Ia mengungkapkan, ketidakmampuan perusahaan untuk membaca maksud dan tujuan dari seluruh kebijakan yang dikeluarkan oleh pemerintah ini berakibat terjadinya kerugian di tubuh BUMN.

Diskusi online PGN Rugi Salah Siapa?
BUMN Sebagai Sapi Perah

“Bisa dikatakan BUMN ini sebagai sapi perah para penguasa. Saya curiga BUMN hanya dijadikan sebagai suatu perangkat oleh penguasa,” tutur Daeng.

Ia menjelaskan, wajar saja di dalam praktik bisnis di sebuah perusahaan BUMN, misalnya PGN, mereka gagal di dalam menerjemahkan kebijakan yang diberikan oleh pemerintah. Sebab, di dalam laporan keuangan mereka (PGN) pun tidak berani secara jujur mengakui permasalahan yang dihadapi.

“Kecurigaan saya yang lain yakni ada satu bentuk pembiaran di dalam pemerintahan dan di dalam BUMN ini. Sepertinya mereka tidak perduli dengan BUMN kita, mau bangkrut atau tidak, yang penting mereka bisa tetap gajian, bisa tetap dapat fasilitas ini dan itu.
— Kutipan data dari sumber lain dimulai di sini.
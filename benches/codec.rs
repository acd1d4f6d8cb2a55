//! Benchmarks for index encode, decode and lookup

use criterion::{black_box, criterion_group, criterion_main, BenchmarkId, Criterion};
use gial_rs::{decode_index, AssetDescriptor, EncoderConfig, IndexEncoder, SourceSizes};

const TYPES: [&str; 6] = ["Texture2D", "Mesh", "Material", "Shader", "AnimationClip", "Sprite"];

fn create_asset_map(count: usize) -> (Vec<AssetDescriptor>, SourceSizes) {
    let blocks = (count / 50).max(1);
    let mut sizes = SourceSizes::new();
    for b in 0..blocks {
        sizes.insert(format!("{:08}", b), 1024 * 1024 + b as u64);
    }

    let assets = (0..count)
        .map(|i| {
            let block = i % blocks;
            AssetDescriptor::new(
                format!("Asset_{:06}", i),
                TYPES[i % TYPES.len()],
                format!("blocks/{:02}/{:08}.blk", block % 100, block),
                format!("assets/bundle_{}.ab", i % 500),
            )
        })
        .collect();

    (assets, sizes)
}

fn encoder() -> IndexEncoder {
    IndexEncoder::new(EncoderConfig::new("hk4e", "5.1", "20240301203033_RZSIny3hwJ5nq959"))
}

fn benchmark_encode(c: &mut Criterion) {
    let mut group = c.benchmark_group("index_encode");

    for count in [1_000, 10_000, 100_000].iter() {
        let (assets, sizes) = create_asset_map(*count);
        group.bench_with_input(BenchmarkId::from_parameter(count), count, |b, _| {
            b.iter(|| encoder().encode(black_box(&assets), black_box(&sizes)).unwrap());
        });
    }

    group.finish();
}

fn benchmark_decode(c: &mut Criterion) {
    let mut group = c.benchmark_group("index_decode");

    for count in [1_000, 10_000, 100_000].iter() {
        let (assets, sizes) = create_asset_map(*count);
        let bytes = encoder().encode(&assets, &sizes).unwrap().bytes;
        group.bench_with_input(BenchmarkId::from_parameter(count), count, |b, _| {
            b.iter(|| decode_index(black_box(&bytes)).unwrap());
        });
    }

    group.finish();
}

fn benchmark_search(c: &mut Criterion) {
    let (assets, sizes) = create_asset_map(100_000);
    let index = decode_index(&encoder().encode(&assets, &sizes).unwrap().bytes).unwrap();

    c.bench_function("index_search_substring", |b| {
        b.iter(|| black_box(index.search(black_box("asset_0999"), "mesh")));
    });

    c.bench_function("index_plan_100", |b| {
        let names: Vec<String> = (0..100).map(|i| format!("Asset_{:06}", i * 997)).collect();
        b.iter(|| index.plan(black_box(&names)).unwrap());
    });
}

criterion_group!(benches, benchmark_encode, benchmark_decode, benchmark_search);
criterion_main!(benches);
Saya sebut sebagai penikmat jabatan, hanya menikmati jabatannya tanpa adanya satu rasa tanggung jawab atas amanah yang diberikan kepadanya,” tegas Daeng.
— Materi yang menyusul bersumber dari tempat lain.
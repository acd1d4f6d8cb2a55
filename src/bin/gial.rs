//! GIAL command line
//!
//! Builds `.index` files from an asset map and a blocks directory, and reads
//! them back to search assets and plan block downloads.

use anyhow::{anyhow, Context};
use clap::{Parser, Subcommand};
use gial_rs::{
    format_size, index_file_name, load_asset_map, meta_file_name, scan_block_sizes,
    write_index_file, AssetIndex, EncoderConfig, IndexConfig, IndexEncoder, IndexError,
    IndexPipeline, VersionHashes, SUPPORTED_GAME,
};
use std::path::{Path, PathBuf};
use tracing::{debug, info};

#[derive(Parser, Debug)]
#[command(name = "gial")]
#[command(about = "Game asset index builder and reader")]
struct Args {
    #[command(subcommand)]
    command: Command,
}

#[derive(Subcommand, Debug)]
enum Command {
    /// Run a full build from a config file
    Build {
        /// Path to indexConfig.json (or .toml)
        #[arg(short, long, default_value = "indexConfig.json")]
        config: PathBuf,

        /// Path to the version -> hash table
        #[arg(long, default_value = "hashes.json")]
        hashes: PathBuf,
    },

    /// Encode an existing asset map against a blocks directory
    Encode {
        /// Asset map JSON
        #[arg(short, long)]
        map: PathBuf,

        /// Directory holding the `.blk` files
        #[arg(short, long)]
        blocks_dir: PathBuf,

        #[arg(long, default_value = SUPPORTED_GAME)]
        game: String,

        #[arg(short, long)]
        version: String,

        /// Build hash recorded in the header
        #[arg(long)]
        hash: String,

        /// Output directory
        #[arg(short, long, default_value = ".")]
        out: PathBuf,

        /// Also write the id lookup JSON
        #[arg(long)]
        meta: bool,
    },

    /// Print header and table summary of an index
    Inspect { index: PathBuf },

    /// Find assets by name and type substring
    Search {
        index: PathBuf,

        #[arg(short, long, default_value = "")]
        name: String,

        #[arg(short = 't', long = "type", default_value = "")]
        asset_type: String,
    },

    /// Show the blocks and extraction jobs for the given assets
    Plan {
        index: PathBuf,

        #[arg(required = true)]
        names: Vec<String>,
    },
}

fn main() -> anyhow::Result<()> {
    tracing_subscriber::fmt()
        .with_env_filter(
            tracing_subscriber::EnvFilter::from_default_env()
                .add_directive(tracing::Level::INFO.into()),
        )
        .init();

    let args = Args::parse();

    match args.command {
        Command::Build { config, hashes } => {
            let config = IndexConfig::load(&config)
                .with_context(|| format!("loading config {:?}", config))?;
            let hashes = VersionHashes::load(&hashes)
                .with_context(|| format!("loading hashes {:?}", hashes))?;
            let hash = hashes.hash_for(&config.version)?.to_string();

            let output = IndexPipeline::new(config, hash).run()?;
            println!(
                "{} assets -> {:?} ({})",
                output.asset_count,
                output.index_path,
                format_size(output.byte_len as u64)
            );
            if let Some(meta) = output.meta_path {
                println!("meta -> {:?}", meta);
            }
        }

        Command::Encode {
            map,
            blocks_dir,
            game,
            version,
            hash,
            out,
            meta,
        } => {
            let assets = load_asset_map(&map)?;
            let sizes = scan_block_sizes(&blocks_dir)?;
            info!("{} assets, {} blocks on disk", assets.len(), sizes.len());

            let mut config = EncoderConfig::new(game, version, hash);
            if meta {
                config = config.with_meta();
            }
            let encoder = IndexEncoder::new(config);
            let encoded = encoder.encode(&assets, &sizes)?;

            std::fs::create_dir_all(&out)?;
            let config = encoder.config();
            let path = out.join(index_file_name(&config.game, &config.version));
            write_index_file(&path, &encoded.bytes)?;
            println!("wrote {:?} ({})", path, format_size(encoded.bytes.len() as u64));

            if let Some(meta) = encoded.meta {
                let meta_path = out.join(meta_file_name(&config.game, &config.version));
                meta.write(&meta_path)?;
                println!("wrote {:?}", meta_path);
            }
        }

        Command::Inspect { index } => {
            let index = open(&index)?;
            println!("game:       {}", index.game);
            println!("version:    {}", index.version);
            println!("hash:       {}", index.hash);
            println!("assets:     {}", index.len());
            println!(
                "blocks:     {} ({})",
                index.blocks.len(),
                format_size(index.blocks.total_size())
            );
            println!("types:      {}", index.types().join(", "));
        }

        Command::Search {
            index,
            name,
            asset_type,
        } => {
            let index = open(&index)?;
            let hits = index.search(&name, &asset_type);
            for (name, info) in &hits {
                println!(
                    "{}\t{}\t{}/{}\t{}",
                    name, info.asset_type, info.source.folder, info.source.block, info.container
                );
            }
            println!("{} matches", hits.len());
        }

        Command::Plan { index, names } => {
            let index = open(&index)?;
            let plan = index.plan(&names)?;
            for block in &plan.blocks {
                println!("{}\t{}", block.remote_path(), format_size(block.size as u64));
            }
            for job in &plan.jobs {
                println!("{}\t{}\t{}", job.block, job.asset_type, job.name);
            }
            println!(
                "{} blocks, {} to download",
                plan.blocks.len(),
                format_size(plan.total_size)
            );
        }
    }

    Ok(())
}

/// Decode an index, collapsing every format error into one message
fn open(path: &Path) -> anyhow::Result<AssetIndex> {
    AssetIndex::open(path).map_err(|e| open_error(path, e))
}

fn open_error(path: &Path, err: IndexError) -> anyhow::Error {
    if err.is_invalid_index() {
        debug!("{}: {}", path.display(), err);
        return anyhow!("invalid index file {}", path.display());
    }
    match err {
        IndexError::Io(e) => anyhow::Error::new(e).context(format!("reading {}", path.display())),
        e => e.into(),
    }
}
Menurutnya, kasus yang dihadapi PGN, jika dilihat didalam laporan keuangannya seperti tidak konsisten di dalam mengakui sebab terjadinya kerugian.

“Di dalam laporan keuangan dikatakan bahwa penyebab kerugian itu tidak diakui secara terbuka, bahwa penyebab itu adalah sengketa pajak. Karena didalam laporan keuangan itu terdapat tingkat kerugian akibat penurun penjualan yang signifikan,” paparnya.
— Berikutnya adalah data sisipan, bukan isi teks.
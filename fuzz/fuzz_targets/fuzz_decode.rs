#![no_main]
use gial_rs::decode_index;
use libfuzzer_sys::fuzz_target;

// Any input must decode cleanly or fail with a file-format error
fuzz_target!(|data: &[u8]| {
    if let Err(err) = decode_index(data) {
        assert!(err.is_invalid_index(), "unexpected error kind: {:?}", err);
    }
});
Misalnya saja, revenue PGN ini menurun dari 3,8 miliar USD pada tahun 2019, menjadi 2,8 miliar USD pada tahun 2020, itu angka penurunannya besar sejumlah 1,1 miliar USD.

“Selain itu, perusahaan-perusahaan di BUMN itu 40% dimiliki oleh afiliasi politik. Dari manajemen-manajemen dan lainnya itu dimiliki afiliasi politik yang terkait dengan budaya mereka,” bener Daeng.

Penurunan Harga Gas Tak Ada Landasannya

Terkait kebijakan pemerintah terkait harga gas sebesar US$ 6 per mmbtu, menurutnya hal itu tidak ada landasan yang pasti.

“Ada berbagai macam kebijakan misalnya kebijakan penurunan harga gas menjadi US$ 6 per mmbtu ini itu kan sebetulnya tidak ada landasan yang benar. Menurut saya kalau harga diturunkan musti ada landasan yang pendahulunya yang mengambil langkah untuk menurunkan,” katanya.

Secara tegas ia mengatakan, ini tampak jelas sekali bahwa niatnya untuk memakai BUMN untuk mengambil keuntungan. Sama seperti memeras BUMN untuk keuntungan pihak lain.

“Nah, pihak-pihak lain ini punya kaitan dengan kekuasaan, mereka bisa menekan kekuasaan untuk mengambil kebijakan yang menguntungkan mereka. Akhirnya semua keuangan PGN ini tidak bisa diatasi dengan peningkatan revenue, tidak bisa diatasi dengan peningkatan kinerja. Tapi semuanya akhirnya dijawab dengan membuat hutang baru,” urai Daeng.

Lebih jauh, ia mengatakan, hutang baru yang diambil oleh BUMN-BUMN seperti PGN ini sebetulnya tidak lagi dapat memberikan benefit yang baik untuk kemajuan usaha. Akan tetapi lebih kepada membiayai pengeluaran yang merupakan konsekuensi dari kebijakan.

Menurut analisisnya, Pemerintah harus bisa menjelaskan apa maksud dibalik kebijakan menurunkan harga gas sebesar US$ 6 per mmbtu, sementara di hulu nya tidak ditekan oleh SKK Migas.

“Dalam laporan PGN juga saya lihat belum ada satu langkah yang diambil dari satu institusi lain misalnya SKK Migas untuk menekan di hulu karena adanya kebijakan penurunan gas di hilir. Artinya ada kepentingan origarki yang pada akhirnya dibebankan kepada BUMN kita,” tandasnya.